You are viewing a plain text version of this content. The canonical link for it is here.
Posted to dev@arrow.apache.org by Eric Erhardt <Er...@microsoft.com.INVALID> on 2020/08/11 18:34:17 UTC

RE: [EXTERNAL] Re: Value of Date64 type over Date32

Thanks for the info, Wes.

Looking through the Java implementation, I don't see any validation that "where the values are evenly divisible by 86400000" is enforced in DateMilliVector. We are having a conversation on the C# implementation whether we should allow values that are not evenly divisible by 86400000. 

https://github.com/apache/arrow/pull/7654#discussion_r463886892

I'm wondering if C# should allow any values in Date64, or if it should force/coerce the values to be divisible by 86400000.

It doesn't look to me that C++ or Java have these enforcements.
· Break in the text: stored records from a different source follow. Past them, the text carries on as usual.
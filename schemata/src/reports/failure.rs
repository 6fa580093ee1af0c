//! Compilation failure report.

use schemata_compiler::{PhaseErrors, PipelineError};

use super::output::{Output, Report};

/// A schema that did not compile.
#[derive(Debug)]
pub struct FailureReport {
    /// The step that failed: `lower` or a pipeline phase name.
    pub phase: String,
    /// One message per error the step reported.
    pub errors: Vec<String>,
}

impl FailureReport {
    pub fn from_lowering(errors: PhaseErrors) -> Self {
        Self {
            phase: "lower".to_string(),
            errors: errors.iter().map(ToString::to_string).collect(),
        }
    }
}

impl From<PipelineError> for FailureReport {
    fn from(err: PipelineError) -> Self {
        Self {
            phase: err.phase,
            errors: err.errors.iter().map(ToString::to_string).collect(),
        }
    }
}

impl Report for FailureReport {
    fn render(&self, out: &mut dyn Output) {
        out.error(&format!(
            "phase `{}` failed with {} error{}",
            self.phase,
            self.errors.len(),
            if self.errors.len() == 1 { "" } else { "s" }
        ));
        for error in &self.errors {
            out.error(&format!("  - {}", error));
        }
    }
}

#[cfg(test)]
mod tests {
    use schemata_compiler::Error;

    use super::*;
    use crate::reports::output::BufferOutput;

    #[test]
    fn test_renders_every_cause() {
        let report = FailureReport::from(PipelineError::new(
            "link",
            vec![
                Error::MissingQueryRoot,
                Error::UnknownType {
                    name: "User".into(),
                    location: "field `Post.author`".into(),
                },
            ],
        ));

        let mut out = BufferOutput::default();
        report.render(&mut out);
        assert_eq!(
            out.lines,
            [
                "error: phase `link` failed with 2 errors",
                "error:   - schema has no query root type",
                "error:   - unknown type `User` referenced by field `Post.author`",
            ]
        );
    }
}
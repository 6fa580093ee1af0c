use thiserror::Error;

use crate::TypeKind;

/// Result type for blueprint operations.
pub type Result<T, E = Error> = std::result::Result<T, E>;

/// Errors raised by structural blueprint operations.
#[derive(Debug, Clone, PartialEq, Eq, Error)]
pub enum Error {
    #[error("unknown type `{name}`")]
    UnknownType { name: String },

    #[error("type `{name}` is already defined")]
    DuplicateType { name: String },

    #[error("field `{field}` is already defined on `{type_name}`")]
    DuplicateField { type_name: String, field: String },

    #[error("`{name}` is {} type and cannot hold fields", .kind.article())]
    NotAFieldContainer { name: String, kind: TypeKind },

    #[error("`{name}` is {} type and cannot implement interfaces", .kind.article())]
    CannotImplement { name: String, kind: TypeKind },
}
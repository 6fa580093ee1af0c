//! Blueprint to SDL text.

use schemata_blueprint::{
    ArgumentDefinition, Blueprint, Deprecation, EnumType, FieldDefinition, FieldMap,
    SchemaDefinition, TypeDefinition, TypeRef, UnionType,
};

use super::{Adapter, LanguageConventions};
use crate::{
    Error, LiteralRenderer, Result,
    builder::{CodeBuilder, Indent},
    literal::quote,
};

/// Prints a compiled [`Blueprint`] as SDL.
///
/// # Example
///
/// ```
/// use schemata_blueprint::{Blueprint, FieldDefinition, ObjectType, SchemaDefinition, TypeRef};
/// use schemata_compiler::sdl::SdlPrinter;
///
/// let blueprint = Blueprint::new()
///     .with_schema(SchemaDefinition::default().with_query("Query"))
///     .add_type(
///         ObjectType::new("Query")
///             .with_field(FieldDefinition::new("hello_world", TypeRef::named("String"))),
///     )
///     .unwrap();
///
/// let sdl = SdlPrinter::new(&blueprint).print().unwrap();
/// assert_eq!(
///     sdl,
///     "schema {\n  query: Query\n}\n\ntype Query {\n  helloWorld: String\n}\n"
/// );
/// ```
pub struct SdlPrinter<'a> {
    blueprint: &'a Blueprint,
    adapter: &'a dyn Adapter,
    indent: Indent,
}

impl<'a> SdlPrinter<'a> {
    pub fn new(blueprint: &'a Blueprint) -> Self {
        Self {
            blueprint,
            adapter: &LanguageConventions,
            indent: Indent::SDL,
        }
    }

    /// Use a different naming adapter for fields and arguments.
    pub fn adapter(mut self, adapter: &'a dyn Adapter) -> Self {
        self.adapter = adapter;
        self
    }

    pub fn indent(mut self, indent: Indent) -> Self {
        self.indent = indent;
        self
    }

    /// Print the whole schema.
    ///
    /// # Errors
    ///
    /// Fails if a field references an undefined type or a default value
    /// cannot be rendered.
    pub fn print(&self) -> Result<String> {
        let mut b = CodeBuilder::new(self.indent);

        let schema = self.blueprint.schema();
        if !schema.is_empty() {
            print_schema(&mut b, schema);
        }

        for ty in self.blueprint.types().filter(|ty| !ty.is_builtin()) {
            if !b.is_empty() {
                b.push_blank();
            }
            self.print_type(&mut b, ty)?;
        }

        Ok(b.build())
    }

    fn print_type(&self, b: &mut CodeBuilder, ty: &TypeDefinition) -> Result<()> {
        push_description(b, ty.description());

        match ty {
            TypeDefinition::Object(object) => {
                let header = format!("type {}{}", object.name, implements(&object.interfaces));
                self.print_fields(b, &header, &object.fields, false)
            }
            TypeDefinition::Interface(interface) => {
                let header = format!(
                    "interface {}{}",
                    interface.name,
                    implements(&interface.interfaces)
                );
                self.print_fields(b, &header, &interface.fields, false)
            }
            TypeDefinition::InputObject(input) => {
                let header = format!("input {}", input.name);
                self.print_fields(b, &header, &input.fields, true)
            }
            TypeDefinition::Union(union) => {
                print_union(b, union);
                Ok(())
            }
            TypeDefinition::Enum(enum_type) => {
                print_enum(b, enum_type);
                Ok(())
            }
            TypeDefinition::Scalar(scalar) => {
                b.push_line(&format!("scalar {}", scalar.name));
                Ok(())
            }
        }
    }

    fn print_fields(
        &self,
        b: &mut CodeBuilder,
        header: &str,
        fields: &FieldMap,
        input: bool,
    ) -> Result<()> {
        if fields.is_empty() {
            b.push_line(header);
            return Ok(());
        }

        b.push_line(&format!("{header} {{"));
        b.push_indent();
        for field in fields.values() {
            push_description(b, field.description.as_deref());
            if input {
                self.print_input_field(b, field)?;
            } else {
                self.print_field(b, field)?;
            }
        }
        b.push_dedent();
        b.push_line("}");
        Ok(())
    }

    fn print_field(&self, b: &mut CodeBuilder, field: &FieldDefinition) -> Result<()> {
        let location = || format!("field `{}.{}`", field.parent, field.name);
        let name = self.adapter.field_name(&field.name);
        let ty = self.type_ref(&field.type_ref, location)?;
        let directive = deprecated(field.deprecation.as_ref());

        if field.arguments.is_empty() {
            b.push_line(&format!("{name}: {ty}{directive}"));
            return Ok(());
        }

        let multiline = field.arguments.values().any(|arg| arg.description.is_some());
        if !multiline {
            let args = field
                .arguments
                .values()
                .map(|arg| self.argument(field, arg))
                .collect::<Result<Vec<_>>>()?;
            b.push_line(&format!("{name}({}): {ty}{directive}", args.join(", ")));
            return Ok(());
        }

        b.push_line(&format!("{name}("));
        b.push_indent();
        for arg in field.arguments.values() {
            push_description(b, arg.description.as_deref());
            b.push_line(&self.argument(field, arg)?);
        }
        b.push_dedent();
        b.push_line(&format!("): {ty}{directive}"));
        Ok(())
    }

    fn argument(&self, field: &FieldDefinition, arg: &ArgumentDefinition) -> Result<String> {
        let location = || format!("argument `{}.{}({})`", field.parent, field.name, arg.name);
        let name = self.adapter.argument_name(&arg.name);
        let ty = self.type_ref(&arg.type_ref, location)?;
        let default = self.default(&arg.type_ref, arg.default_value.as_ref())?;
        Ok(format!("{name}: {ty}{default}"))
    }

    fn print_input_field(&self, b: &mut CodeBuilder, field: &FieldDefinition) -> Result<()> {
        let location = || format!("input field `{}.{}`", field.parent, field.name);
        let name = self.adapter.field_name(&field.name);
        let ty = self.type_ref(&field.type_ref, location)?;
        let default = self.default(&field.type_ref, field.default_value.as_ref())?;
        let directive = deprecated(field.deprecation.as_ref());
        b.push_line(&format!("{name}: {ty}{default}{directive}"));
        Ok(())
    }

    fn type_ref(&self, type_ref: &TypeRef, location: impl FnOnce() -> String) -> Result<String> {
        let name = type_ref.base_name();
        if !self.blueprint.contains_type(name) {
            return Err(Error::UnknownType {
                name: name.to_string(),
                location: location(),
            });
        }
        Ok(type_ref.to_string())
    }

    fn default(
        &self,
        type_ref: &TypeRef,
        value: Option<&schemata_blueprint::Value>,
    ) -> Result<String> {
        let Some(value) = value else {
            return Ok(String::new());
        };
        let literal = LiteralRenderer::new(self.blueprint)
            .with_adapter(self.adapter)
            .render(type_ref, value)?;
        Ok(format!(" = {literal}"))
    }
}

/// Print a blueprint with the default naming conventions.
pub fn print_sdl(blueprint: &Blueprint) -> Result<String> {
    SdlPrinter::new(blueprint).print()
}

fn print_schema(b: &mut CodeBuilder, schema: &SchemaDefinition) {
    b.push_block("schema {", "}", |b| {
        for (operation, name) in schema.roots() {
            b.push_line(&format!("{operation}: {name}"));
        }
    });
}

fn print_union(b: &mut CodeBuilder, union: &UnionType) {
    if union.types.is_empty() {
        b.push_line(&format!("union {}", union.name));
    } else {
        b.push_line(&format!("union {} = {}", union.name, union.types.join(" | ")));
    }
}

fn print_enum(b: &mut CodeBuilder, enum_type: &EnumType) {
    let header = format!("enum {}", enum_type.name);
    if enum_type.values.is_empty() {
        b.push_line(&header);
        return;
    }

    b.push_block(&format!("{header} {{"), "}", |b| {
        for value in enum_type.values.values() {
            push_description(b, value.description.as_deref());
            b.push_line(&format!(
                "{}{}",
                value.alias,
                deprecated(value.deprecation.as_ref())
            ));
        }
    });
}

fn implements(interfaces: &[String]) -> String {
    if interfaces.is_empty() {
        String::new()
    } else {
        format!(" implements {}", interfaces.join(" & "))
    }
}

fn deprecated(deprecation: Option<&Deprecation>) -> String {
    match deprecation {
        None => String::new(),
        Some(Deprecation { reason: None }) => " @deprecated".to_string(),
        Some(Deprecation {
            reason: Some(reason),
        }) => format!(" @deprecated(reason: {})", quote(reason)),
    }
}

fn push_description(b: &mut CodeBuilder, description: Option<&str>) {
    let Some(description) = description else {
        return;
    };
    b.push_line("\"\"\"");
    b.push_lines(&description.replace("\"\"\"", "\\\"\"\""));
    b.push_line("\"\"\"");
}

#[cfg(test)]
mod tests {
    use schemata_blueprint::{
        EnumValueDefinition, InputObjectType, InterfaceType, ObjectType, ScalarType, Value,
    };

    use super::*;
    use crate::sdl::Passthrough;

    fn query(field: FieldDefinition) -> Blueprint {
        Blueprint::new()
            .with_schema(SchemaDefinition::default().with_query("Query"))
            .add_type(ObjectType::new("Query").with_field(field))
            .unwrap()
    }

    #[test]
    fn test_empty_blueprint_prints_nothing() {
        assert_eq!(print_sdl(&Blueprint::new()).unwrap(), "");
    }

    #[test]
    fn test_field_with_arguments() {
        let field = FieldDefinition::new("hello_world", TypeRef::named("String")).with_argument(
            ArgumentDefinition::new("name", TypeRef::non_null(TypeRef::named("String"))),
        );
        let sdl = print_sdl(&query(field)).unwrap();
        assert!(sdl.contains("  helloWorld(name: String!): String\n"));
    }

    #[test]
    fn test_passthrough_adapter() {
        let field = FieldDefinition::new("hello_world", TypeRef::named("String"));
        let bp = query(field);
        let sdl = SdlPrinter::new(&bp).adapter(&Passthrough).print().unwrap();
        assert!(sdl.contains("  hello_world: String\n"));
    }

    #[test]
    fn test_argument_default() {
        let field = FieldDefinition::new("items", TypeRef::list(TypeRef::named("Int")))
            .with_argument(ArgumentDefinition::new("first", TypeRef::named("Int")).with_default(10_i64));
        let sdl = print_sdl(&query(field)).unwrap();
        assert!(sdl.contains("  items(first: Int = 10): [Int]\n"));
    }

    #[test]
    fn test_described_arguments_print_one_per_line() {
        let field = FieldDefinition::new("user", TypeRef::named("String"))
            .with_argument(ArgumentDefinition::new("id", TypeRef::named("ID")).with_description("Who"))
            .with_argument(ArgumentDefinition::new("active", TypeRef::named("Boolean")));
        let sdl = print_sdl(&query(field)).unwrap();
        assert!(sdl.contains(
            "  user(\n    \"\"\"\n    Who\n    \"\"\"\n    id: ID\n    active: Boolean\n  ): String\n"
        ));
    }

    #[test]
    fn test_deprecations() {
        let field = FieldDefinition::new("old", TypeRef::named("String")).deprecated(Some("use \"new\""));
        let sdl = print_sdl(&query(field)).unwrap();
        assert!(sdl.contains("  old: String @deprecated(reason: \"use \\\"new\\\"\")\n"));

        let field = FieldDefinition::new("older", TypeRef::named("String")).deprecated(None);
        let sdl = print_sdl(&query(field)).unwrap();
        assert!(sdl.contains("  older: String @deprecated\n"));
    }

    #[test]
    fn test_types_in_registration_order() {
        let bp = Blueprint::new()
            .add_type(ScalarType::new("Date").with_description("ISO-8601"))
            .unwrap()
            .add_type(
                InterfaceType::new("Node")
                    .with_field(FieldDefinition::new("id", TypeRef::non_null(TypeRef::named("ID")))),
            )
            .unwrap()
            .add_type(
                ObjectType::new("User")
                    .with_interface("Node")
                    .with_field(FieldDefinition::new("id", TypeRef::non_null(TypeRef::named("ID")))),
            )
            .unwrap()
            .add_type(UnionType::new("Search").with_member("User"))
            .unwrap()
            .add_type(
                EnumType::new("Channel")
                    .with_value(EnumValueDefinition::new("red"))
                    .with_value(EnumValueDefinition::new("first").with_alias("FiRsT  x")),
            )
            .unwrap()
            .add_type(
                InputObjectType::new("Filter").with_field(
                    FieldDefinition::new("channel", TypeRef::named("Channel"))
                        .with_default(Value::Enum("first".into())),
                ),
            )
            .unwrap();

        let expected = r#""""
ISO-8601
"""
scalar Date

interface Node {
  id: ID!
}

type User implements Node {
  id: ID!
}

union Search = User

enum Channel {
  RED
  FiRsT  x
}

input Filter {
  channel: Channel = FiRsT  x
}
"#;
        assert_eq!(print_sdl(&bp).unwrap(), expected);
    }

    #[test]
    fn test_type_without_fields_has_no_braces() {
        let bp = Blueprint::new().add_type(ObjectType::new("Empty")).unwrap();
        assert_eq!(print_sdl(&bp).unwrap(), "type Empty\n");
    }

    #[test]
    fn test_unknown_field_type_is_an_error() {
        let field = FieldDefinition::new("user", TypeRef::named("User"));
        let err = print_sdl(&query(field)).unwrap_err();
        assert_eq!(
            err,
            Error::UnknownType {
                name: "User".into(),
                location: "field `Query.user`".into(),
            }
        );
    }

    #[test]
    fn test_unrenderable_default_is_an_error() {
        let field = FieldDefinition::new("ok", TypeRef::named("Boolean"))
            .with_argument(ArgumentDefinition::new("flag", TypeRef::named("Boolean")).with_default("x"));
        let err = print_sdl(&query(field)).unwrap_err();
        assert!(matches!(err, Error::InvalidDefault { .. }));
    }
}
How do other languages handle this?

Eric

-----Original Message-----
From: Wes McKinney <we...@gmail.com> 
Sent: Tuesday, August 11, 2020 12:18 PM
To: dev <de...@arrow.apache.org>
Subject: [EXTERNAL] Re: Value of Date64 type over Date32

On Mon, Aug 10, 2020 at 6:19 PM Eric Erhardt <Er...@microsoft.com.invalid> wrote:
>
> I don't understand what the value of the Date64 type is over using Date32:
>
> From 
> https://nam06.safelinks.protection.outlook.com/?url=https%3A%2F%2Fgith
> ub.com%2Fapache%2Farrow%2Fblob%2Fmaster%2Fformat%2FSchema.fbs%23L193-L
> 206&amp;data=02%7C01%7CEric.Erhardt%40microsoft.com%7Cc8a2cc1d706349ab
> 0d5408d83e1a9fb4%7C72f988bf86f141af91ab2d7cd011db47%7C1%7C0%7C63732763
> 1350456279&amp;sdata=AzQj1SEjvsIcoMSbGTFi1rubuJyoL955zcpEvRLSKWg%3D&am
> p;reserved=0
>
> enum DateUnit: short {
>   DAY,
>   MILLISECOND
> }
>
> /// Date is either a 32-bit or 64-bit type representing elapsed time 
> since UNIX /// epoch (1970-01-01), stored in either of two units:
> ///
> /// * Milliseconds (64 bits) indicating UNIX time elapsed since the epoch (no
> ///   leap seconds), where the values are evenly divisible by 86400000
> /// * Days (32 bits) since the UNIX epoch table Date {
>   unit: DateUnit = MILLISECOND;
> }
>
> If the spec specifies that Date64 must be evenly divisible by 86400000, I don't see the point in using millisecond units. I can't represent any different information in my data. So why would I take up double the space to represent the same information?
>
> Can someone explain when Date64 is useful?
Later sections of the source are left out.